As part of Budget 2022, funding was allocated to Te Whatu Ora dementia initiatives. The Aotearoa Tongan Health Workers Association was one of five organisations chosen to deliver a programme called māngalo (a Tongan term to describe the journey of a person living with dementia) that will be offered across the Auckland region that includes post diagnostic support, navigation and awareness raising for Tongan and Pacific People living with māngalo, dementia, their families and carers.
For Innes, Anne and the extended family, they continue to encourage more awareness and discussion around YOD. Anne would like to see initiatives like the living well programs developed throughout Auckland and the country.

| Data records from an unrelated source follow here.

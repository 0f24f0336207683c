// src/types/options.rs
//! Filter categories and the `{value, label}` options offered for each of them

use serde::{Deserialize, Serialize};
use std::fmt;
use std::str::FromStr;

use super::id::Identifier;

pub const SHOW_ALL_LABEL: &str = "Tampilkan Semua";
pub const ALL_MAJORS_VALUE: &str = "all-major";
pub const ALL_MAJORS_LABEL: &str = "Semua Jurusan";

#[derive(Debug, Clone, Copy, PartialEq, Eq, Hash, PartialOrd, Ord, Serialize, Deserialize)]
#[serde(rename_all = "snake_case")]
pub enum FilterCategory {
    Company,
    ExperienceLevel,
    Stream,
    EducationLevel,
    Major,
}

impl FilterCategory {
    pub const ALL: [FilterCategory; 5] = [
        FilterCategory::Company,
        FilterCategory::ExperienceLevel,
        FilterCategory::Stream,
        FilterCategory::EducationLevel,
        FilterCategory::Major,
    ];

    /// Key used in the `/list-vacancy` request body.
    pub fn query_key(self) -> &'static str {
        match self {
            FilterCategory::Company => "company_id",
            FilterCategory::ExperienceLevel => "experience_level",
            FilterCategory::Stream => "stream_id",
            FilterCategory::EducationLevel => "education_level",
            FilterCategory::Major => "major_id",
        }
    }

    /// Reference list endpoint for this category.
    pub fn endpoint(self) -> &'static str {
        match self {
            FilterCategory::Company => "/list-company",
            FilterCategory::ExperienceLevel => "/list-experience-level",
            FilterCategory::Stream => "/list-stream",
            FilterCategory::EducationLevel => "/list-education-level",
            FilterCategory::Major => "/list-major",
        }
    }

    /// Field of a reference list item carrying the option value.
    pub fn value_field(self) -> &'static str {
        match self {
            FilterCategory::Company => "id",
            FilterCategory::ExperienceLevel => "experience_level_id",
            FilterCategory::Stream => "stream_id",
            FilterCategory::EducationLevel => "value",
            FilterCategory::Major => "id",
        }
    }

    /// Field of a reference list item carrying the option label.
    pub fn label_field(self) -> &'static str {
        match self {
            FilterCategory::Company => "company_name",
            FilterCategory::ExperienceLevel => "experience_level_name",
            FilterCategory::Stream => "stream_name",
            FilterCategory::EducationLevel => "label",
            FilterCategory::Major => "label",
        }
    }

    pub fn display_name(self) -> &'static str {
        match self {
            FilterCategory::Company => "Perusahaan",
            FilterCategory::ExperienceLevel => "Jenis Pengalaman",
            FilterCategory::Stream => "Jenis Bidang",
            FilterCategory::EducationLevel => "Tingkat Pendidikan",
            FilterCategory::Major => "Jurusan",
        }
    }

    pub fn as_str(self) -> &'static str {
        match self {
            FilterCategory::Company => "company",
            FilterCategory::ExperienceLevel => "experience_level",
            FilterCategory::Stream => "stream",
            FilterCategory::EducationLevel => "education_level",
            FilterCategory::Major => "major",
        }
    }
}

impl fmt::Display for FilterCategory {
    fn fmt(&self, f: &mut fmt::Formatter<'_>) -> fmt::Result {
        f.write_str(self.as_str())
    }
}

impl FromStr for FilterCategory {
    type Err = String;

    fn from_str(s: &str) -> Result<Self, Self::Err> {
        let normalized = s.trim().to_lowercase().replace('-', "_");
        FilterCategory::ALL
            .into_iter()
            .find(|c| c.as_str() == normalized || c.query_key() == normalized)
            .ok_or_else(|| {
                format!(
                    "Unknown filter category: {}. Use company, experience_level, stream, education_level or major",
                    s
                )
            })
    }
}

impl<'a> rocket::request::FromParam<'a> for FilterCategory {
    type Error = &'a str;

    fn from_param(param: &'a str) -> Result<Self, Self::Error> {
        param.parse().map_err(|_| param)
    }
}

/// A selectable filter option. `ShowAll` is the "no restriction" sentinel.
#[derive(Debug, Clone, PartialEq, Eq, Serialize, Deserialize)]
#[serde(from = "WireOption", into = "WireOption")]
pub enum FilterOption {
    ShowAll,
    Value { value: Identifier, label: String },
}

impl FilterOption {
    pub fn new(value: impl Into<Identifier>, label: &str) -> Self {
        FilterOption::Value {
            value: value.into(),
            label: label.to_string(),
        }
    }

    /// The "all majors" choice offered on the major category.
    pub fn all_majors() -> Self {
        FilterOption::new(ALL_MAJORS_VALUE, ALL_MAJORS_LABEL)
    }

    /// Option typed on a command line: the value doubles as the label.
    pub fn from_input(raw: &str) -> Self {
        let value = Identifier::parse(raw);
        if value.is_empty() {
            FilterOption::ShowAll
        } else {
            FilterOption::Value {
                value,
                label: raw.trim().to_string(),
            }
        }
    }

    pub fn value(&self) -> Option<&Identifier> {
        match self {
            FilterOption::ShowAll => None,
            FilterOption::Value { value, .. } => Some(value),
        }
    }

    pub fn label(&self) -> &str {
        match self {
            FilterOption::ShowAll => SHOW_ALL_LABEL,
            FilterOption::Value { label, .. } => label,
        }
    }
}

/// `{value, label}` as exchanged with front-ends; an empty value is the sentinel.
#[derive(Debug, Clone, Serialize, Deserialize)]
pub struct WireOption {
    pub value: Identifier,
    #[serde(default)]
    pub label: String,
}

impl From<WireOption> for FilterOption {
    fn from(wire: WireOption) -> Self {
        if wire.value.is_empty() {
            FilterOption::ShowAll
        } else {
            FilterOption::Value {
                value: wire.value,
                label: wire.label,
            }
        }
    }
}

impl From<FilterOption> for WireOption {
    fn from(option: FilterOption) -> Self {
        match option {
            FilterOption::ShowAll => WireOption {
                value: Identifier::Text(String::new()),
                label: SHOW_ALL_LABEL.to_string(),
            },
            FilterOption::Value { value, label } => WireOption { value, label },
        }
    }
}
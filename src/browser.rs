// src/browser.rs
//! The apply-filters pipeline and the per-user browsing session around it

use anyhow::{Context, Result};
use chrono::{DateTime, Utc};
use std::fmt;
use tracing::{error, info};

use crate::core::CareerClient;
use crate::filters::FilterState;
use crate::ranking::{self, ScoredVacancy};
use crate::types::{EnrichedVacancy, FilterCategory, FilterOption, Vacancy, VacancyId};
use crate::weights::StreamWeights;

/// Runs list → side data → merge → rank against the career API.
#[derive(Clone)]
pub struct VacancyBrowser {
    client: CareerClient,
}

impl VacancyBrowser {
    pub fn new(client: CareerClient) -> Self {
        Self { client }
    }

    pub fn client(&self) -> &CareerClient {
        &self.client
    }

    /// Fetch, enrich and rank vacancies for a filter snapshot.
    ///
    /// Side data for majors and education is fetched concurrently; if either
    /// request fails the whole call fails.
    pub async fn apply(
        &self,
        filters: &FilterState,
        weights: &StreamWeights,
    ) -> Result<Vec<ScoredVacancy>> {
        let query = filters.to_query_filters();
        let vacancies = self
            .client
            .list_vacancies(&query)
            .await
            .context("Failed to list vacancies")?;

        if vacancies.is_empty() {
            return Ok(Vec::new());
        }

        let ids: Vec<VacancyId> = vacancies.iter().map(|v| v.vacancy_id.clone()).collect();
        let (majors, educations) = tokio::try_join!(
            self.client.fetch_major_eligibility(&ids),
            self.client.fetch_education_requirement(&ids),
        )?;

        let merged = ranking::merge(vacancies, majors, educations);
        Ok(ranking::rank(merged, weights))
    }

    /// Fill in the lazily fetched detail fields unless they are already present.
    pub async fn load_detail(&self, vacancy: &Vacancy) -> Result<Vacancy> {
        let mut full = vacancy.clone();
        if full.has_description() {
            return Ok(full);
        }

        let detail = self.client.fetch_vacancy_detail(&vacancy.vacancy_id).await?;
        full.apply_detail(detail);
        Ok(full)
    }
}

/// Flat status line shown to the user after each action.
#[derive(Debug, Clone, PartialEq, Eq)]
pub enum Notification {
    Idle,
    FiltersPending,
    Loading,
    Found(usize),
    NoneFound,
    FetchFailed,
}

impl fmt::Display for Notification {
    fn fmt(&self, f: &mut fmt::Formatter<'_>) -> fmt::Result {
        match self {
            Notification::Idle => Ok(()),
            Notification::FiltersPending => {
                f.write_str("Filters selected. Click Apply Filters to update.")
            }
            Notification::Loading => f.write_str("Loading vacancies..."),
            Notification::Found(n) => write!(f, "{} vacancies found.", n),
            Notification::NoneFound => f.write_str("No vacancies found."),
            Notification::FetchFailed => f.write_str("Error fetching vacancies. Please try again."),
        }
    }
}

/// Inputs for one apply, taken from the session so no state is read mid-flight.
#[derive(Debug, Clone)]
pub struct ApplySnapshot {
    pub filters: FilterState,
    pub weights: StreamWeights,
}

/// Pending vs applied filters, the session's stream weights and the last result.
#[derive(Debug, Clone)]
pub struct Session {
    pending: FilterState,
    applied: FilterState,
    weights: StreamWeights,
    vacancies: Vec<ScoredVacancy>,
    notification: Notification,
    last_fetched: Option<DateTime<Utc>>,
}

impl Default for Session {
    fn default() -> Self {
        Self::new(StreamWeights::defaults())
    }
}

impl Session {
    pub fn new(weights: StreamWeights) -> Self {
        Self {
            pending: FilterState::new(),
            applied: FilterState::new(),
            weights,
            vacancies: Vec::new(),
            notification: Notification::Idle,
            last_fetched: None,
        }
    }

    pub fn select(&mut self, category: FilterCategory, chosen: &[FilterOption]) -> &Notification {
        self.pending = self.pending.select(category, chosen);
        self.notification = Notification::FiltersPending;
        &self.notification
    }

    /// Promote pending filters to applied and hand out the snapshot to run.
    pub fn begin_apply(&mut self) -> ApplySnapshot {
        self.applied = self.pending.clone();
        self.notification = Notification::Loading;
        ApplySnapshot {
            filters: self.applied.clone(),
            weights: self.weights.clone(),
        }
    }

    /// Record the outcome of an apply. Failures keep the previous list.
    pub fn finish_apply(&mut self, outcome: Result<Vec<ScoredVacancy>>) -> &Notification {
        match outcome {
            Ok(vacancies) => {
                self.notification = if vacancies.is_empty() {
                    Notification::NoneFound
                } else {
                    Notification::Found(vacancies.len())
                };
                info!("{}", self.notification);
                self.vacancies = vacancies;
                self.last_fetched = Some(Utc::now());
            }
            Err(e) => {
                error!("Error fetching vacancies: {:#}", e);
                self.notification = Notification::FetchFailed;
            }
        }
        &self.notification
    }

    /// Re-sort the current list after a weight change, without refetching.
    pub fn set_weights(&mut self, weights: StreamWeights) {
        self.weights = weights;
        let current = std::mem::take(&mut self.vacancies);
        let merged = current.into_iter().map(|s| s.vacancy).collect();
        self.vacancies = ranking::rank(merged, &self.weights);
    }

    pub fn find(&self, id: &VacancyId) -> Option<&EnrichedVacancy> {
        self.vacancies
            .iter()
            .map(|s| &s.vacancy)
            .find(|v| &v.vacancy.vacancy_id == id)
    }

    /// Cache a loaded detail on the listed vacancy so later views skip the fetch.
    pub fn store_detail(&mut self, detailed: &Vacancy) {
        if let Some(entry) = self
            .vacancies
            .iter_mut()
            .find(|s| s.vacancy.vacancy.vacancy_id == detailed.vacancy_id)
        {
            entry.vacancy.vacancy = detailed.clone();
        }
    }

    pub fn pending(&self) -> &FilterState {
        &self.pending
    }

    pub fn applied(&self) -> &FilterState {
        &self.applied
    }

    pub fn weights(&self) -> &StreamWeights {
        &self.weights
    }

    pub fn vacancies(&self) -> &[ScoredVacancy] {
        &self.vacancies
    }

    pub fn notification(&self) -> &Notification {
        &self.notification
    }

    pub fn last_fetched(&self) -> Option<DateTime<Utc>> {
        self.last_fetched
    }
}
// src/weights/stream_weights.rs
use serde::{Deserialize, Serialize};
use serde_json::Value;
use std::collections::BTreeMap;

pub const MIN_STREAM_WEIGHT: u8 = 1;
pub const MAX_STREAM_WEIGHT: u8 = 5;
pub const DEFAULT_STREAM_WEIGHT: u8 = 3;

/// Job streams offered by the recruitment portal.
pub const KNOWN_STREAMS: [&str; 25] = [
    "Internal Audit",
    "Logistic / Supply Chain / Asset / GA",
    "Corporate Communications/Digital Public Relations/Media Relations",
    "Performance Management",
    "Operasi / Produksi / Proyek",
    "Bisnis Niaga / Pemasaran",
    "Layanan",
    "Treasury",
    "SDM / HC",
    "Aktuaria",
    "Corporate Secretary",
    "Keuangan",
    "Risiko Bisnis / Enterprise Risk",
    "Developer Information Technology",
    "Strategic Planning",
    "Pengembangan Usaha / R&D",
    "Fleet Management",
    "Pengembangan Usaha / R & D",
    "Engineering & Maintenance",
    "Capital Market Investment Banking",
    "Risk Management",
    "Legal & Compliance",
    "Digitalisasi & IT",
    "Analyst Research",
    "Sistem Management & Safety",
];

/// Stream name to weight in `[1, 5]`. Streams not in the map weigh 0.
#[derive(Debug, Clone, Default, PartialEq, Eq, Serialize, Deserialize)]
#[serde(transparent)]
pub struct StreamWeights(BTreeMap<String, u8>);

impl StreamWeights {
    pub fn empty() -> Self {
        Self::default()
    }

    /// Every known stream at the default weight.
    pub fn defaults() -> Self {
        Self(
            KNOWN_STREAMS
                .iter()
                .map(|s| (s.to_string(), DEFAULT_STREAM_WEIGHT))
                .collect(),
        )
    }

    pub fn get(&self, stream: &str) -> u8 {
        self.0.get(stream).copied().unwrap_or(0)
    }

    /// Set a weight, clamped into range. Returns the stored value.
    pub fn set(&mut self, stream: &str, weight: i64) -> u8 {
        let clamped = weight.clamp(MIN_STREAM_WEIGHT as i64, MAX_STREAM_WEIGHT as i64) as u8;
        self.0.insert(stream.to_string(), clamped);
        clamped
    }

    /// Read a `{stream: weight}` JSON object. Entries that are not integral numbers are skipped.
    pub fn from_json_object(value: &Value) -> Option<Self> {
        let object = value.as_object()?;
        let mut weights = Self::empty();
        for (stream, raw) in object {
            let weight = match raw {
                Value::Number(n) => n
                    .as_i64()
                    .or_else(|| n.as_f64().filter(|f| f.fract() == 0.0).map(|f| f as i64)),
                Value::String(s) => s.trim().parse::<i64>().ok(),
                _ => None,
            };
            if let Some(weight) = weight {
                weights.set(stream, weight);
            }
        }
        Some(weights)
    }

    pub fn iter(&self) -> impl Iterator<Item = (&str, u8)> {
        self.0.iter().map(|(k, v)| (k.as_str(), *v))
    }

    pub fn len(&self) -> usize {
        self.0.len()
    }

    pub fn is_empty(&self) -> bool {
        self.0.is_empty()
    }
}

#[cfg(test)]
mod tests {
    use super::*;

    #[test]
    fn test_defaults_cover_known_streams() {
        let weights = StreamWeights::defaults();
        assert_eq!(weights.len(), KNOWN_STREAMS.len());
        assert_eq!(weights.get("Treasury"), DEFAULT_STREAM_WEIGHT);
        assert_eq!(weights.get("Astronaut"), 0);
    }

    #[test]
    fn test_set_clamps() {
        let mut weights = StreamWeights::empty();
        assert_eq!(weights.set("Treasury", 9), 5);
        assert_eq!(weights.set("Layanan", -2), 1);
        assert_eq!(weights.get("Treasury"), 5);
    }

    #[test]
    fn test_from_json_object_skips_garbage() {
        let weights = StreamWeights::from_json_object(&serde_json::json!({
            "Developer Information Technology": 5,
            "Analyst Research": "4",
            "Treasury": 2.0,
            "Layanan": "high",
            "Keuangan": null
        }))
        .unwrap();

        assert_eq!(weights.len(), 3);
        assert_eq!(weights.get("Analyst Research"), 4);
        assert_eq!(weights.get("Treasury"), 2);
        assert_eq!(weights.get("Layanan"), 0);

        assert!(StreamWeights::from_json_object(&serde_json::json!([1, 2])).is_none());
    }
}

“Purpose is important. They need to have purpose in their own life as well. Even if you are doing the very best for your person who has dementia and giving them all the care and catering for every need, it’s not enough.” she says.
“They need to be able to interact with the world and have opportunity and new things and speak to different people just like normal people.”
Anne says for Innes, it’s about living his best life!